The same methods and techniques can be and are used in private teaching
sessions and in group meetings by teachers of the Work. A teacher of the Work
is not a couples counselor or a therapist, but these techniques of teaching
students how to defend against the attacks of the superego in themselves and
in others, are part of the overall process of doing the Work.
SELF-EXPRESSION
A child is naturally and spontaneously self-expressive. His expression is his
being; i.e., he expresses what he is just by being himself. He does not try to or
think about expressing himself. And as long as the love of his parents is secure,
his expression stays pure, spontaneous, and self-affirming. Every gesture,
every sound, and every movement expresses his beingness.

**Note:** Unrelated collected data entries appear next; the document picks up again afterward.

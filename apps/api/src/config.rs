use anyhow::{Context, Result};

/// Application configuration loaded from environment variables.
///
/// The provider credential is intentionally optional: the service boots
/// without it so `/health` can report the misconfiguration, and the analyze
/// endpoint refuses requests until it is set.
#[derive(Debug, Clone)]
pub struct Config {
    pub anthropic_api_key: Option<String>,
    pub static_index: String,
    pub port: u16,
    pub rust_log: String,
}

impl Config {
    pub fn from_env() -> Result<Self> {
        dotenvy::dotenv().ok(); // load .env if present; ignore if missing

        Ok(Config {
            anthropic_api_key: std::env::var("ANTHROPIC_API_KEY")
                .ok()
                .filter(|k| !k.trim().is_empty()),
            static_index: std::env::var("STATIC_INDEX")
                .unwrap_or_else(|_| "static/index.html".to_string()),
            port: std::env::var("PORT")
                .unwrap_or_else(|_| "8080".to_string())
                .parse::<u16>()
                .context("PORT must be a valid port number")?,
            rust_log: std::env::var("RUST_LOG").unwrap_or_else(|_| "info".to_string()),
        })
    }
}

#[cfg(test)]
impl Config {
    /// Fixed config for handler tests — no .env lookup, no real credential.
    pub fn for_tests(api_key: Option<&str>) -> Self {
        Config {
            anthropic_api_key: api_key.map(str::to_string),
            static_index: "static/index.html".to_string(),
            port: 8080,
            rust_log: "info".to_string(),
        }
    }
}

#[cfg(test)]
mod tests {
    use super::Config;

    #[test]
    fn test_for_tests_carries_key() {
        let config = Config::for_tests(Some("sk-ant-api03-abcdef"));
        assert_eq!(
            config.anthropic_api_key.as_deref(),
            Some("sk-ant-api03-abcdef")
        );
        assert!(Config::for_tests(None).anthropic_api_key.is_none());
    }
}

This state of affairs does not last for long, as the environment starts exerting
its pressure on the child to conform to it. We have seen how the parents, as the
representatives of the environment, and as the sources of needed protection
and love, become coercive agencies which shape the personality and future of
the growing child. The child's expression becomes more and more directed
toward them to gain their love and to avoid their displeasure. He learns that it
is permissible to express certain things, and not permissible to express certain
others. The parents become internalized as the superego, which determines
the kind and range of expression for the growing human individual.

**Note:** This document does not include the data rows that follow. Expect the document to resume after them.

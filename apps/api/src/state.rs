use std::sync::Arc;

use crate::config::Config;
use crate::llm_client::CompletionProvider;

/// Shared application state injected into all route handlers via Axum extractors.
///
/// Nothing here is mutable: requests are fully independent and the service
/// persists no candidate facts or generated resumes between calls.
#[derive(Clone)]
pub struct AppState {
    /// Completion provider, `None` when no credential was configured at
    /// startup. Handlers refuse analyze requests in that case; `/health`
    /// reports it. Trait object so tests can substitute a mock provider.
    pub llm: Option<Arc<dyn CompletionProvider>>,
    pub config: Config,
}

In the culture we live in, the expression of both aggressive and erotic
tendencies is discouraged or inhibited. This is due to the influence of the
Victorian era, an influence that is now going through modifications and
transformations. As a reaction to the taboos of the Victorian superego, the
modern growth movement has emphasized the role of the expression of
feelings, mainly the aggressive and the erotic. This is the focus of encounter
groups, sensitivity training, body-movement classes, and many schools of
human development. This emphasis has had the effect of loosening the stifling
taboos and prohibitions of the Victorian superego. Being able to express one's
feelings leads to being more in touch with oneself, more in contact with others,
and more ability to deal with and enjoy one's life. Also, the expression itself is
liberating and pleasurable; it rids a person of accumulated charge, which gives
the experience of relief and cleansing.
However, self-expression can be seen as the end all and be all of growth and
development. When this happens, self-expression becomes a barrier to further
expansion and growth. Self-expression is not necessarily synonymous with
growth. Whether it is or not depends on what we mean by self. If by self we
mean the true identity of the individual, then self-expression is growthenhancing. But if by self we mean the personality, which was created under the
influence of the superego (and the environment before that), then selfexpression is not always positive. And since the majority of people do not really
know their true identity, regardless of their furious protestations, it follows
that most self-expression is fundamentally the expression of the ego, and is
therefore determined by the superego. In fact, most of the time people are
really expressing their egos and superegos through their gait, their posture,
their words, their emotions, their work, etc. Even the inhibition of certain
emotions is an expression of the superego. Most people live and die expressing
their egos and superegos, and rarely does the real person get expressed.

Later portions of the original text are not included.